Nuts (Ok, Really Seeds)
When carving, I always save some pumpkin seeds, perhaps better appreciated by their Spanish name, pepitos. Like most seeds, pepitos are very high in protein yet low in carbs, making them a healthy choice for snackers. To roast pumpkin seeds, rinse them well, then dry them in a single layer on parchment paper. Toss with a little avocado or olive oil, give them a light sprinkle of sea salt, then place them on parchment paper on a rimmed baking sheet and bake at 325 F. until crisp (8-12 minutes).
If you want to play with flavoring them, toss them while still hot with a little chili powder, smoked paprika, curry powder, cumin, or even cinnamon sugar. Store pepitos in a tightly sealed jar out of direct light for up to 2 months or freeze them for longer storage. Mine rarely last that long, since I like to use them in salads, as garnish for soups, and in rice or pasta dishes. I also use them in pestos and hummus, where they can replace pinenuts, walnuts, or almonds.
There are so many ways to enjoy eating pumpkins that pie is really the least of them. For instance, you can roast chunks of pumpkin with potatoes and carrots, then toss with herbes de Provence or a spicy masala powder and serve as a savory side with chicken or fish. For a heartier entree, saute diced cooked pumpkin with garlic, onions, and sliced kalamata olives, then toss with hot pasta. Sprinkle with grated hard cheese and lots of pepper and serve with a green salad garnished with toasted pumpkin seeds. Pumpkin can work as well as any winter squash in lasagna or risotto, and of course makes marvelous soups.
Creamy pumpkin soup was an autumn treat in my New England girlhood, but these days I’m more apt to spike it with smoky chipotle peppers, stir in fresh peanut butter and coconut milk, or give it a more sophisticated French or Italian treatment. Here’s a festive version to serve for a party or a holiday. Be sure to use a heavy walled cooking pumpkin, not a jack-o-lantern type, which are often thin skinned and stringy, with rather watery pulp.
Roasted Pumpkin Soup
1 large cooking pumpkin
1 head garlic, broken into cloves, not peeled
1/2 teaspoon sea salt
1/4 teaspoon smoked paprika
1-2 teaspoons powdered ginger
1 teaspoon powdered coriander
2 quarts vegetable or chicken broth, hot
1 cup organic heavy cream, warmed
1/4 cup soft goat cheese, crumbled
1/4 cup roasted pepitas
Preheat oven to 425 degrees F. Remove top inch of pumpkin with stem and scrape out seeds. Place pumpkin cut side up in a baking dish, tuck garlic cloves inside and bake at 425 until tender (about 30-45 minutes). When tender, gently scoop out pulp, taking care not to damage outer shell. Mash pulp with peeled roasted garlic and salt, paprika, ginger and coriander to taste. Stir in broth (start with 1 quart and add to almost fill pumpkin shell). Stir in cream and serve at once, garnished with cheese and pepitas. Serves 4-6.
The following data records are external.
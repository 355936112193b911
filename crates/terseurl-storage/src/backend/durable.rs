//! Durable primary relation backed by redb.
//!
//! One row per user in the `authorization` table. The value is the JSON
//! encoding of that user's shortened URL -> permission map.

use std::path::Path;
use std::sync::Arc;

use redb::{Database, ReadableDatabase, ReadableTable, TableDefinition, WriteTransaction};

use super::{BackendKind, RelationBackend, RelationWrite};
use crate::context::OpContext;
use crate::error::{Result, StoreError, storage_err};
use crate::permission::UserPermissions;

const AUTHORIZATION_TABLE: TableDefinition<&str, &[u8]> = TableDefinition::new("authorization");

pub struct RedbRelation {
    db: Option<Arc<Database>>,
}

impl RedbRelation {
    /// Open (or create) the database file at `path`.
    pub fn open(path: impl AsRef<Path>) -> Result<Self> {
        let path = path.as_ref();
        let db = Database::create(path).map_err(storage_err("open", path.to_str()))?;
        tracing::info!("Opened authorization database at {}", path.display());
        Self::new(Arc::new(db))
    }

    /// Use an already open database, creating the table if needed.
    pub fn new(db: Arc<Database>) -> Result<Self> {
        let write_txn = db.begin_write().map_err(storage_err("create_table", None))?;
        write_txn
            .open_table(AUTHORIZATION_TABLE)
            .map_err(storage_err("create_table", None))?;
        write_txn.commit().map_err(storage_err("create_table", None))?;

        Ok(Self { db: Some(db) })
    }

    fn db(&self) -> Result<&Arc<Database>> {
        self.db.as_ref().ok_or(StoreError::Closed)
    }
}

fn decode(operation: &'static str, user: &str, bytes: &[u8]) -> Result<UserPermissions> {
    serde_json::from_slice(bytes).map_err(|source| StoreError::Serialization {
        operation,
        key: user.to_string(),
        source,
    })
}

fn encode(user: &str, permissions: &UserPermissions) -> Result<Vec<u8>> {
    serde_json::to_vec(permissions).map_err(|source| StoreError::Serialization {
        operation: "encode",
        key: user.to_string(),
        source,
    })
}

/// Last chance to back out before anything becomes durable.
fn commit_or_abort(ctx: &OpContext, write_txn: WriteTransaction) -> Result<()> {
    if let Err(err) = ctx.check("commit") {
        write_txn.abort().map_err(storage_err("abort", None))?;
        return Err(err);
    }
    write_txn.commit().map_err(storage_err("commit", None))
}

impl RelationBackend for RedbRelation {
    fn kind(&self) -> BackendKind {
        BackendKind::Redb
    }

    fn load(&self, user: &str) -> Result<Option<UserPermissions>> {
        let read_txn = self
            .db()?
            .begin_read()
            .map_err(storage_err("load", Some(user)))?;
        let table = read_txn
            .open_table(AUTHORIZATION_TABLE)
            .map_err(storage_err("load", Some(user)))?;

        match table.get(user).map_err(storage_err("load", Some(user)))? {
            Some(value) => Ok(Some(decode("load", user, value.value())?)),
            None => Ok(None),
        }
    }

    fn scan(&self) -> Result<Vec<(String, UserPermissions)>> {
        let read_txn = self
            .db()?
            .begin_read()
            .map_err(storage_err("scan", None))?;
        let table = read_txn
            .open_table(AUTHORIZATION_TABLE)
            .map_err(storage_err("scan", None))?;

        let mut rows = Vec::new();
        for item in table.iter().map_err(storage_err("scan", None))? {
            let (key, value) = item.map_err(storage_err("scan", None))?;
            let user = key.value().to_string();
            let permissions = decode("scan", &user, value.value())?;
            rows.push((user, permissions));
        }

        Ok(rows)
    }

    fn commit(&mut self, ctx: &OpContext, writes: Vec<RelationWrite>) -> Result<()> {
        ctx.check("commit")?;

        let write_txn = self
            .db()?
            .begin_write()
            .map_err(storage_err("commit", None))?;
        {
            let mut table = write_txn
                .open_table(AUTHORIZATION_TABLE)
                .map_err(storage_err("commit", None))?;

            for write in &writes {
                match write {
                    RelationWrite::Put { user, permissions } => {
                        let bytes = encode(user, permissions)?;
                        table
                            .insert(user.as_str(), bytes.as_slice())
                            .map_err(storage_err("put", Some(user)))?;
                    }
                    RelationWrite::Remove { user } => {
                        table
                            .remove(user.as_str())
                            .map_err(storage_err("remove", Some(user)))?;
                    }
                    RelationWrite::Clear => {
                        let mut users = Vec::new();
                        for item in table.iter().map_err(storage_err("clear", None))? {
                            let (key, _) = item.map_err(storage_err("clear", None))?;
                            users.push(key.value().to_string());
                        }
                        for user in &users {
                            table
                                .remove(user.as_str())
                                .map_err(storage_err("clear", Some(user)))?;
                        }
                    }
                }
            }
        }

        commit_or_abort(ctx, write_txn)?;
        tracing::debug!("Committed {} authorization writes", writes.len());
        Ok(())
    }

    fn close(&mut self) -> Result<()> {
        if self.db.take().is_some() {
            tracing::info!("Closed authorization database");
        }
        Ok(())
    }
}

#[cfg(test)]
mod tests {
    use super::*;
    use crate::permission::Permission;
    use tempfile::tempdir;
    use tokio_util::sync::CancellationToken;

    fn setup() -> (RedbRelation, tempfile::TempDir) {
        let temp_dir = tempdir().unwrap();
        let db_path = temp_dir.path().join("test.redb");
        let relation = RedbRelation::open(db_path).unwrap();
        (relation, temp_dir)
    }

    fn put(user: &str, shortened: &str, permission: Permission) -> RelationWrite {
        RelationWrite::Put {
            user: user.to_string(),
            permissions: [(shortened.to_string(), permission)].into_iter().collect(),
        }
    }

    fn owner_row(shortened: &str) -> UserPermissions {
        [(shortened.to_string(), Permission::owner())].into_iter().collect()
    }

    #[test]
    fn test_put_and_load() {
        let (mut relation, _temp_dir) = setup();
        let permission = Permission::default().with_read_summary().with_write_terse();

        relation
            .commit(&OpContext::background(), vec![put("alice", "abc", permission)])
            .unwrap();

        let row = relation.load("alice").unwrap().unwrap();
        assert_eq!(row["abc"], permission);
        assert!(relation.load("bob").unwrap().is_none());
    }

    #[test]
    fn test_remove_and_clear() {
        let (mut relation, _temp_dir) = setup();
        let ctx = OpContext::background();

        relation
            .commit(
                &ctx,
                vec![
                    put("alice", "abc", Permission::owner()),
                    put("bob", "abc", Permission::default()),
                    put("carol", "xyz", Permission::default()),
                ],
            )
            .unwrap();
        relation
            .commit(
                &ctx,
                vec![RelationWrite::Remove {
                    user: "bob".to_string(),
                }],
            )
            .unwrap();
        assert_eq!(relation.scan().unwrap().len(), 2);

        relation.commit(&ctx, vec![RelationWrite::Clear]).unwrap();
        assert!(relation.scan().unwrap().is_empty());
    }

    #[test]
    fn test_rows_survive_reopen() {
        let temp_dir = tempdir().unwrap();
        let db_path = temp_dir.path().join("test.redb");

        {
            let mut relation = RedbRelation::open(&db_path).unwrap();
            relation
                .commit(&OpContext::background(), vec![put("alice", "abc", Permission::owner())])
                .unwrap();
            relation.close().unwrap();
        }

        let relation = RedbRelation::open(&db_path).unwrap();
        let rows = relation.scan().unwrap();
        assert_eq!(rows.len(), 1);
        assert_eq!(rows[0].0, "alice");
        assert!(rows[0].1["abc"].owner);
    }

    #[test]
    fn test_cancelled_commit_writes_nothing() {
        let (mut relation, _temp_dir) = setup();
        let token = CancellationToken::new();
        token.cancel();

        let err = relation
            .commit(
                &OpContext::with_cancellation(token),
                vec![put("alice", "abc", Permission::owner())],
            )
            .unwrap_err();
        assert!(matches!(err, StoreError::Cancelled { .. }));
        assert!(relation.load("alice").unwrap().is_none());
    }

    #[test]
    fn test_cancelled_after_writes_aborts_transaction() {
        let temp_dir = tempdir().unwrap();
        let db = Arc::new(Database::create(temp_dir.path().join("test.redb")).unwrap());
        let relation = RedbRelation::new(db.clone()).unwrap();

        let token = CancellationToken::new();
        let ctx = OpContext::with_cancellation(token.clone());
        let write_txn = db.begin_write().unwrap();
        {
            let mut table = write_txn.open_table(AUTHORIZATION_TABLE).unwrap();
            let bytes = encode("alice", &owner_row("abc")).unwrap();
            table.insert("alice", bytes.as_slice()).unwrap();
        }
        token.cancel();

        let err = commit_or_abort(&ctx, write_txn).unwrap_err();
        assert!(matches!(err, StoreError::Cancelled { operation: "commit" }));
        assert!(relation.load("alice").unwrap().is_none());
    }

    #[test]
    fn test_commit_or_abort_commits_when_live() {
        let temp_dir = tempdir().unwrap();
        let db = Arc::new(Database::create(temp_dir.path().join("test.redb")).unwrap());
        let relation = RedbRelation::new(db.clone()).unwrap();

        let write_txn = db.begin_write().unwrap();
        {
            let mut table = write_txn.open_table(AUTHORIZATION_TABLE).unwrap();
            let bytes = encode("alice", &owner_row("abc")).unwrap();
            table.insert("alice", bytes.as_slice()).unwrap();
        }

        commit_or_abort(&OpContext::background(), write_txn).unwrap();
        assert!(relation.load("alice").unwrap().unwrap()["abc"].owner);
    }

    #[test]
    fn test_closed_backend_fails() {
        let (mut relation, _temp_dir) = setup();
        relation.close().unwrap();
        assert!(matches!(relation.load("alice"), Err(StoreError::Closed)));
        assert!(matches!(relation.scan(), Err(StoreError::Closed)));
    }

    #[test]
    fn test_corrupt_row_is_serialization_error() {
        let temp_dir = tempdir().unwrap();
        let db = Arc::new(Database::create(temp_dir.path().join("test.redb")).unwrap());
        let relation = RedbRelation::new(db.clone()).unwrap();

        let write_txn = db.begin_write().unwrap();
        {
            let mut table = write_txn.open_table(AUTHORIZATION_TABLE).unwrap();
            table.insert("alice", b"not json".as_slice()).unwrap();
        }
        write_txn.commit().unwrap();

        let err = relation.load("alice").unwrap_err();
        assert!(err.is_backend_failure());
        assert!(matches!(err, StoreError::Serialization { ref key, .. } if key == "alice"));
    }
}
To cook mini pumpkins whole in the oven or microwave, poke a few holes in the top, then cook until barely tender (about 20-30 minutes in the oven, and 3-4 minutes in the microwave). Cut off the top, remove the seeds and refill with something yummy for individual servings.
For a savory version, fill tiny pumpkins with spicy chili, topped with pepperjack cheese and fresh cilantro. For a sweet-hot treat, mash in a spoonful of orange juice concentrate and some chopped ancho peppers. For a totally cute dessert, fill little pumpkins (raw, and cleaned) with pumpkin pie filling and bake on a rimmed baking sheet until set (about 30 minutes).